§ **Task objective**:
What is needed here is every line of the records that includes "InventoryClient".

(Collected data)
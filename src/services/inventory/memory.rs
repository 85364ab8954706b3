use std::collections::HashMap;
use std::sync::atomic::{AtomicBool, Ordering};
use std::sync::Mutex;

use async_trait::async_trait;
use rust_decimal::Decimal;

use super::{InventoryClient, InventoryError};
use crate::models::InventoryRecord;

/// In-process inventory with the same admission contract as the event
/// service: every adjustment is checked and applied under one lock and never
/// drives availability negative.
#[derive(Default)]
pub struct MemoryInventory {
    records: Mutex<HashMap<i64, InventoryRecord>>,
    lookup_outage: AtomicBool,
    reservation_outage: AtomicBool,
    restore_outage: AtomicBool,
}

impl MemoryInventory {
    pub fn new() -> Self {
        Self::default()
    }

    pub fn with_event(self, event_id: i64, available_tickets: i64, unit_price: Option<Decimal>) -> Self {
        self.set_event(event_id, available_tickets, unit_price);
        self
    }

    pub fn set_event(&self, event_id: i64, available_tickets: i64, unit_price: Option<Decimal>) {
        if let Ok(mut records) = self.records.lock() {
            records.insert(
                event_id,
                InventoryRecord {
                    event_id,
                    available_tickets,
                    unit_price,
                },
            );
        }
    }

    pub fn record(&self, event_id: i64) -> Option<InventoryRecord> {
        self.records.lock().ok()?.get(&event_id).cloned()
    }

    pub fn available(&self, event_id: i64) -> Option<i64> {
        self.record(event_id).map(|r| r.available_tickets)
    }

    /// Availability and price lookups fail as if the service were down.
    pub fn set_lookup_outage(&self, down: bool) {
        self.lookup_outage.store(down, Ordering::SeqCst);
    }

    /// Debits (positive deltas) fail as if the service were down.
    pub fn set_reservation_outage(&self, down: bool) {
        self.reservation_outage.store(down, Ordering::SeqCst);
    }

    /// Credits (negative deltas) fail as if the service were down.
    pub fn set_restore_outage(&self, down: bool) {
        self.restore_outage.store(down, Ordering::SeqCst);
    }

    fn lookup(&self, event_id: i64) -> Result<InventoryRecord, InventoryError> {
        if self.lookup_outage.load(Ordering::SeqCst) {
            return Err(InventoryError::Unavailable("inventory lookup outage".to_string()));
        }
        self.record(event_id)
            .ok_or(InventoryError::EventNotFound(event_id))
    }
}

#[async_trait]
impl InventoryClient for MemoryInventory {
    async fn available_tickets(&self, event_id: i64) -> Result<i64, InventoryError> {
        self.lookup(event_id).map(|r| r.available_tickets)
    }

    async fn unit_price(&self, event_id: i64) -> Result<Option<Decimal>, InventoryError> {
        match self.lookup(event_id) {
            Ok(record) => Ok(record.unit_price),
            Err(InventoryError::EventNotFound(_)) => Ok(None),
            Err(e) => Err(e),
        }
    }

    async fn reduce_available_tickets(&self, event_id: i64, delta: i64) -> Result<(), InventoryError> {
        if delta > 0 && self.reservation_outage.load(Ordering::SeqCst) {
            return Err(InventoryError::Unavailable("inventory reservation outage".to_string()));
        }
        if delta < 0 && self.restore_outage.load(Ordering::SeqCst) {
            return Err(InventoryError::Unavailable("inventory restore outage".to_string()));
        }

        let mut records = self
            .records
            .lock()
            .map_err(|_| InventoryError::Unavailable("inventory lock poisoned".to_string()))?;
        let record = records
            .get_mut(&event_id)
            .ok_or(InventoryError::EventNotFound(event_id))?;

        let remaining = record.available_tickets - delta;
        if remaining < 0 {
            return Err(InventoryError::Refused(format!(
                "only {} tickets left for event {}",
                record.available_tickets, event_id
            )));
        }
        record.available_tickets = remaining;
        Ok(())
    }
}
use std::sync::Arc;

use axum::extract::{Path, Query, State};
use axum::http::{HeaderMap, StatusCode};
use axum::Json;
use serde::Deserialize;

use crate::db::BookingFilter;
use crate::errors::AppError;
use crate::models::{Booking, BookingStatus};
use crate::state::AppState;

fn check_auth(headers: &HeaderMap, expected_token: &str) -> Result<(), AppError> {
    let auth = headers
        .get("authorization")
        .and_then(|v| v.to_str().ok())
        .unwrap_or("");

    let token = auth.strip_prefix("Bearer ").unwrap_or("");
    if expected_token.is_empty() || token != expected_token {
        return Err(AppError::Unauthorized);
    }
    Ok(())
}

// GET /api/admin/bookings
#[derive(Deserialize)]
pub struct BookingsQuery {
    pub status: Option<String>,
    pub reconciliation: Option<bool>,
    pub limit: Option<i64>,
}

pub async fn get_bookings(
    State(state): State<Arc<AppState>>,
    headers: HeaderMap,
    Query(query): Query<BookingsQuery>,
) -> Result<Json<Vec<Booking>>, AppError> {
    check_auth(&headers, &state.config.admin_token)?;

    let status = match query.status.as_deref().map(str::trim).filter(|s| !s.is_empty()) {
        Some(s) => Some(
            BookingStatus::parse(s)
                .ok_or_else(|| AppError::Validation(format!("unknown status {s:?}")))?,
        ),
        None => None,
    };

    let filter = BookingFilter {
        status,
        reconciliation_required: query.reconciliation,
        limit: Some(query.limit.unwrap_or(50).clamp(1, 1000)),
    };
    Ok(Json(state.orchestrator.list_bookings(&filter)?))
}

// DELETE /api/admin/bookings/:id
pub async fn purge_booking(
    State(state): State<Arc<AppState>>,
    headers: HeaderMap,
    Path(id): Path<i64>,
) -> Result<StatusCode, AppError> {
    check_auth(&headers, &state.config.admin_token)?;
    state.orchestrator.purge_booking(id)?;
    Ok(StatusCode::NO_CONTENT)
}
pub mod booking;
pub mod inventory;
pub mod payment;

pub use booking::{Booking, BookingRequest, BookingStatus, NewBooking, RowState};
pub use inventory::InventoryRecord;
pub use payment::{ChargeReceipt, ChargeRequest};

§ **Result of this task**:
use super::{InventoryClient, InventoryError};
impl InventoryClient for MemoryInventory {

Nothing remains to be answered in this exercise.